▸ **What you need to do**
Your answer must be an exact transcription of every entry.

▸ **Supplied records**

use atoms::{AtomColumn, Atoms, AtomsError, Tag};
use dwconsts::*;
use vector3::*;

use std::fs;
use thiserror::Error;

#[derive(Debug, Error)]
pub enum SystemError {
    #[error("cannot read system file '{path}': {source}")]
    Io {
        path: String,
        #[source]
        source: std::io::Error,
    },

    #[error("line {line}: malformed '{keyword}' record '{text}'")]
    Malformed {
        line: usize,
        keyword: String,
        text: String,
    },

    #[error("line {line}: unknown record '{keyword}'")]
    UnknownRecord { line: usize, keyword: String },

    #[error("'{0}' record is missing")]
    Missing(&'static str),

    #[error("duplicate atom tag {0}")]
    DuplicateTag(Tag),

    #[error("bond {0}-{1} refers to an atom that is not defined")]
    DanglingBond(Tag, Tag),

    #[error(transparent)]
    Atoms(#[from] AtomsError),
}

#[derive(Debug, Clone, PartialEq)]
pub struct AtomRecord {
    pub tag: Tag,
    pub itype: usize,
    pub q: f64,
    pub x: Vector3f64,
    pub v: Vector3f64,
}

/// Particles, bonds and periodic box of one molecular system.
///
/// One record per line, `#` starts a comment:
///
/// ```text
/// types  ntypes
/// box    xlo xhi ylo yhi zlo zhi
/// mass   type m
/// atom   tag type q x y z [vx vy vz]
/// bond   tag1 tag2
/// ```
#[derive(Debug, Default)]
pub struct System {
    ntypes: usize,
    lo: Vector3f64,
    hi: Vector3f64,
    masses: Vec<(usize, f64)>,
    atoms: Vec<AtomRecord>,
    bonds: Vec<(Tag, Tag)>,
}

impl System {
    pub fn new() -> System {
        System::default()
    }

    pub fn get_ntypes(&self) -> usize {
        self.ntypes
    }

    pub fn get_lo(&self) -> Vector3f64 {
        self.lo
    }

    pub fn get_hi(&self) -> Vector3f64 {
        self.hi
    }

    pub fn get_n_atoms(&self) -> usize {
        self.atoms.len()
    }

    pub fn get_n_bonds(&self) -> usize {
        self.bonds.len()
    }

    pub fn read_file(&mut self, inpfile: &str) -> Result<(), SystemError> {
        let text = fs::read_to_string(inpfile).map_err(|source| SystemError::Io {
            path: inpfile.to_string(),
            source,
        })?;

        self.read_str(&text)
    }

    pub fn read_str(&mut self, text: &str) -> Result<(), SystemError> {
        *self = System::default();

        let mut has_box = false;

        for (iline, line) in text.lines().enumerate() {
            let line = line.split('#').next().unwrap_or("");
            let s: Vec<&str> = line.split_whitespace().collect();

            if s.is_empty() {
                continue;
            }

            let malformed = || SystemError::Malformed {
                line: iline + 1,
                keyword: s[0].to_string(),
                text: line.trim().to_string(),
            };

            match s[0] {
                "types" => {
                    if s.len() != 2 {
                        return Err(malformed());
                    }
                    self.ntypes = s[1].parse().map_err(|_| malformed())?;
                }

                "box" => {
                    let b = parse_reals(&s[1..], 6).ok_or_else(malformed)?;
                    self.lo = Vector3f64::new(b[0], b[2], b[4]);
                    self.hi = Vector3f64::new(b[1], b[3], b[5]);

                    if (0..3).any(|idim| self.hi.get(idim) <= self.lo.get(idim)) {
                        return Err(malformed());
                    }

                    has_box = true;
                }

                "mass" => {
                    if s.len() != 3 {
                        return Err(malformed());
                    }
                    let itype = s[1].parse().map_err(|_| malformed())?;
                    let m: f64 = s[2].parse().map_err(|_| malformed())?;

                    if m <= 0.0 {
                        return Err(malformed());
                    }

                    self.masses.push((itype, m));
                }

                "atom" => {
                    if s.len() != 7 && s.len() != 10 {
                        return Err(malformed());
                    }

                    let tag: Tag = s[1].parse().map_err(|_| malformed())?;
                    let itype: usize = s[2].parse().map_err(|_| malformed())?;
                    let vals = parse_reals(&s[3..], s.len() - 3).ok_or_else(malformed)?;

                    if tag <= 0 {
                        return Err(malformed());
                    }

                    let v = if vals.len() == 7 {
                        Vector3f64::from_slice(&vals[4..7])
                    } else {
                        Vector3f64::zeros()
                    };

                    self.atoms.push(AtomRecord {
                        tag,
                        itype,
                        q: vals[0],
                        x: Vector3f64::from_slice(&vals[1..4]),
                        v,
                    });
                }

                "bond" => {
                    if s.len() != 3 {
                        return Err(malformed());
                    }
                    let t1: Tag = s[1].parse().map_err(|_| malformed())?;
                    let t2: Tag = s[2].parse().map_err(|_| malformed())?;
                    self.bonds.push((t1, t2));
                }

                _ => {
                    return Err(SystemError::UnknownRecord {
                        line: iline + 1,
                        keyword: s[0].to_string(),
                    })
                }
            }
        }

        if self.ntypes == 0 {
            return Err(SystemError::Missing("types"));
        }

        if !has_box {
            return Err(SystemError::Missing("box"));
        }

        Ok(())
    }

    /// Add every particle and bond to `atoms` as owned atoms, positions
    /// wrapped into the box. Bonds are stored on their first atom.
    pub fn populate(&self, atoms: &mut Atoms, columns: &mut [&mut dyn AtomColumn]) -> Result<(), SystemError> {
        for &(itype, m) in self.masses.iter() {
            atoms.set_mass(itype, m)?;
        }

        for rec in self.atoms.iter() {
            if atoms.map(rec.tag).is_some() {
                return Err(SystemError::DuplicateTag(rec.tag));
            }

            let x = wrap(rec.x, self.lo, self.hi);

            atoms.add_atom(rec.tag, rec.itype, x, rec.v, rec.q, columns)?;
        }

        for &(t1, t2) in self.bonds.iter() {
            match (atoms.map(t1), atoms.map(t2)) {
                (Some(i), Some(_)) => atoms.add_bond(i, t2),
                _ => return Err(SystemError::DanglingBond(t1, t2)),
            }
        }

        Ok(())
    }

    pub fn display(&self) {
        println!();
        println!("   {:-^80}", " system ");
        println!();

        let rows = [
            ("ntypes", self.ntypes.to_string()),
            ("natoms", self.atoms.len().to_string()),
            ("nbonds", self.bonds.len().to_string()),
            (
                "box lo",
                format!("{:.4} {:.4} {:.4}", self.lo.x, self.lo.y, self.lo.z),
            ),
            (
                "box hi",
                format!("{:.4} {:.4} {:.4}", self.hi.x, self.hi.y, self.hi.z),
            ),
        ];

        for (key, val) in rows.iter() {
            println!(
                "   {:<width1$} = {:>width2$}",
                key,
                val,
                width1 = OUT_WIDTH1,
                width2 = OUT_WIDTH2
            );
        }
    }
}

fn parse_reals(s: &[&str], n: usize) -> Option<Vec<f64>> {
    if s.len() != n {
        return None;
    }

    s.iter().map(|t| t.parse::<f64>().ok()).collect()
}

fn wrap(mut x: Vector3f64, lo: Vector3f64, hi: Vector3f64) -> Vector3f64 {
    for idim in 0..3 {
        let len = hi.get(idim) - lo.get(idim);
        let mut c = x.get(idim);

        c = lo.get(idim) + (c - lo.get(idim)).rem_euclid(len);

        if c >= hi.get(idim) {
            c = lo.get(idim);
        }

        x.set(idim, c);
    }

    x
}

▸ **Task result**
use atoms::{AtomColumn, Atoms, AtomsError, Tag};
use dwconsts::*;
use vector3::*;

use std::fs;
use thiserror::Error;

#[derive(Debug, Error)]
pub enum SystemError {
    #[error("cannot read system file '{path}': {source}")]
    Io {
        path: String,
        #[source]
        source: std::io::Error,
    },

    #[error("line {line}: malformed '{keyword}' record '{text}'")]
    Malformed {
        line: usize,
        keyword: String,
        text: String,
    },

    #[error("line {line}: unknown record '{keyword}'")]
    UnknownRecord { line: usize, keyword: String },

    #[error("'{0}' record is missing")]
    Missing(&'static str),

    #[error("duplicate atom tag {0}")]
    DuplicateTag(Tag),

    #[error("bond {0}-{1} refers to an atom that is not defined")]
    DanglingBond(Tag, Tag),

    #[error(transparent)]
    Atoms(#[from] AtomsError),
}

#[derive(Debug, Clone, PartialEq)]
pub struct AtomRecord {
    pub tag: Tag,
    pub itype: usize,
    pub q: f64,
    pub x: Vector3f64,
    pub v: Vector3f64,
}

/// Particles, bonds and periodic box of one molecular system.
///
/// One record per line, `#` starts a comment:
///
/// ```text
/// types  ntypes
/// box    xlo xhi ylo yhi zlo zhi
/// mass   type m
/// atom   tag type q x y z [vx vy vz]
/// bond   tag1 tag2
/// ```
#[derive(Debug, Default)]
pub struct System {
    ntypes: usize,
    lo: Vector3f64,
    hi: Vector3f64,
    masses: Vec<(usize, f64)>,
    atoms: Vec<AtomRecord>,
    bonds: Vec<(Tag, Tag)>,
}

impl System {
    pub fn new() -> System {
        System::default()
    }

    pub fn get_ntypes(&self) -> usize {
        self.ntypes
    }

    pub fn get_lo(&self) -> Vector3f64 {
        self.lo
    }

    pub fn get_hi(&self) -> Vector3f64 {
        self.hi
    }

    pub fn get_n_atoms(&self) -> usize {
        self.atoms.len()
    }

    pub fn get_n_bonds(&self) -> usize {
        self.bonds.len()
    }

    pub fn read_file(&mut self, inpfile: &str) -> Result<(), SystemError> {
        let text = fs::read_to_string(inpfile).map_err(|source| SystemError::Io {
            path: inpfile.to_string(),
            source,
        })?;

        self.read_str(&text)
    }

    pub fn read_str(&mut self, text: &str) -> Result<(), SystemError> {
        *self = System::default();

        let mut has_box = false;

        for (iline, line) in text.lines().enumerate() {
            let line = line.split('#').next().unwrap_or("");
            let s: Vec<&str> = line.split_whitespace().collect();

            if s.is_empty() {
                continue;
            }

            let malformed = || SystemError::Malformed {
                line: iline + 1,
                keyword: s[0].to_string(),
                text: line.trim().to_string(),
            };

            match s[0] {
                "types" => {
                    if s.len() != 2 {
                        return Err(malformed());
                    }
                    self.ntypes = s[1].parse().map_err(|_| malformed())?;
                }

                "box" => {
                    let b = parse_reals(&s[1..], 6).ok_or_else(malformed)?;
                    self.lo = Vector3f64::new(b[0], b[2], b[4]);
                    self.hi = Vector3f64::new(b[1], b[3], b[5]);

                    if (0..3).any(|idim| self.hi.get(idim) <= self.lo.get(idim)) {
                        return Err(malformed());
                    }

                    has_box = true;
                }

                "mass" => {
                    if s.len() != 3 {
                        return Err(malformed());
                    }
                    let itype = s[1].parse().map_err(|_| malformed())?;
                    let m: f64 = s[2].parse().map_err(|_| malformed())?;

                    if m <= 0.0 {
                        return Err(malformed());
                    }

                    self.masses.push((itype, m));
                }

                "atom" => {
                    if s.len() != 7 && s.len() != 10 {
                        return Err(malformed());
                    }

                    let tag: Tag = s[1].parse().map_err(|_| malformed())?;
                    let itype: usize = s[2].parse().map_err(|_| malformed())?;
                    let vals = parse_reals(&s[3..], s.len() - 3).ok_or_else(malformed)?;

                    if tag <= 0 {
                        return Err(malformed());
                    }

                    let v = if vals.len() == 7 {
                        Vector3f64::from_slice(&vals[4..7])
                    } else {
                        Vector3f64::zeros()
                    };

                    self.atoms.push(AtomRecord {
                        tag,
                        itype,
                        q: vals[0],
                        x: Vector3f64::from_slice(&vals[1..4]),
                        v,
                    });
                }

                "bond" => {
                    if s.len() != 3 {
                        return Err(malformed());
                    }
                    let t1: Tag = s[1].parse().map_err(|_| malformed())?;
                    let t2: Tag = s[2].parse().map_err(|_| malformed())?;
                    self.bonds.push((t1, t2));
                }

                _ => {
                    return Err(SystemError::UnknownRecord {
                        line: iline + 1,
                        keyword: s[0].to_string(),
                    })
                }
            }
        }

        if self.ntypes == 0 {
            return Err(SystemError::Missing("types"));
        }

        if !has_box {
            return Err(SystemError::Missing("box"));
        }

        Ok(())
    }

    /// Add every particle and bond to `atoms` as owned atoms, positions
    /// wrapped into the box. Bonds are stored on their first atom.
    pub fn populate(&self, atoms: &mut Atoms, columns: &mut [&mut dyn AtomColumn]) -> Result<(), SystemError> {
        for &(itype, m) in self.masses.iter() {
            atoms.set_mass(itype, m)?;
        }

        for rec in self.atoms.iter() {
            if atoms.map(rec.tag).is_some() {
                return Err(SystemError::DuplicateTag(rec.tag));
            }

            let x = wrap(rec.x, self.lo, self.hi);

            atoms.add_atom(rec.tag, rec.itype, x, rec.v, rec.q, columns)?;
        }

        for &(t1, t2) in self.bonds.iter() {
            match (atoms.map(t1), atoms.map(t2)) {
                (Some(i), Some(_)) => atoms.add_bond(i, t2),
                _ => return Err(SystemError::DanglingBond(t1, t2)),
            }
        }

        Ok(())
    }

    pub fn display(&self) {
        println!();
        println!("   {:-^80}", " system ");
        println!();

        let rows = [
            ("ntypes", self.ntypes.to_string()),
            ("natoms", self.atoms.len().to_string()),
            ("nbonds", self.bonds.len().to_string()),
            (
                "box lo",
                format!("{:.4} {:.4} {:.4}", self.lo.x, self.lo.y, self.lo.z),
            ),
            (
                "box hi",
                format!("{:.4} {:.4} {:.4}", self.hi.x, self.hi.y, self.hi.z),
            ),
        ];

        for (key, val) in rows.iter() {
            println!(
                "   {:<width1$} = {:>width2$}",
                key,
                val,
                width1 = OUT_WIDTH1,
                width2 = OUT_WIDTH2
            );
        }
    }
}

fn parse_reals(s: &[&str], n: usize) -> Option<Vec<f64>> {
    if s.len() != n {
        return None;
    }

    s.iter().map(|t| t.parse::<f64>().ok()).collect()
}

fn wrap(mut x: Vector3f64, lo: Vector3f64, hi: Vector3f64) -> Vector3f64 {
    for idim in 0..3 {
        let len = hi.get(idim) - lo.get(idim);
        let mut c = x.get(idim);

        c = lo.get(idim) + (c - lo.get(idim)).rem_euclid(len);

        if c >= hi.get(idim) {
            c = lo.get(idim);
        }

        x.set(idim, c);
    }

    x
}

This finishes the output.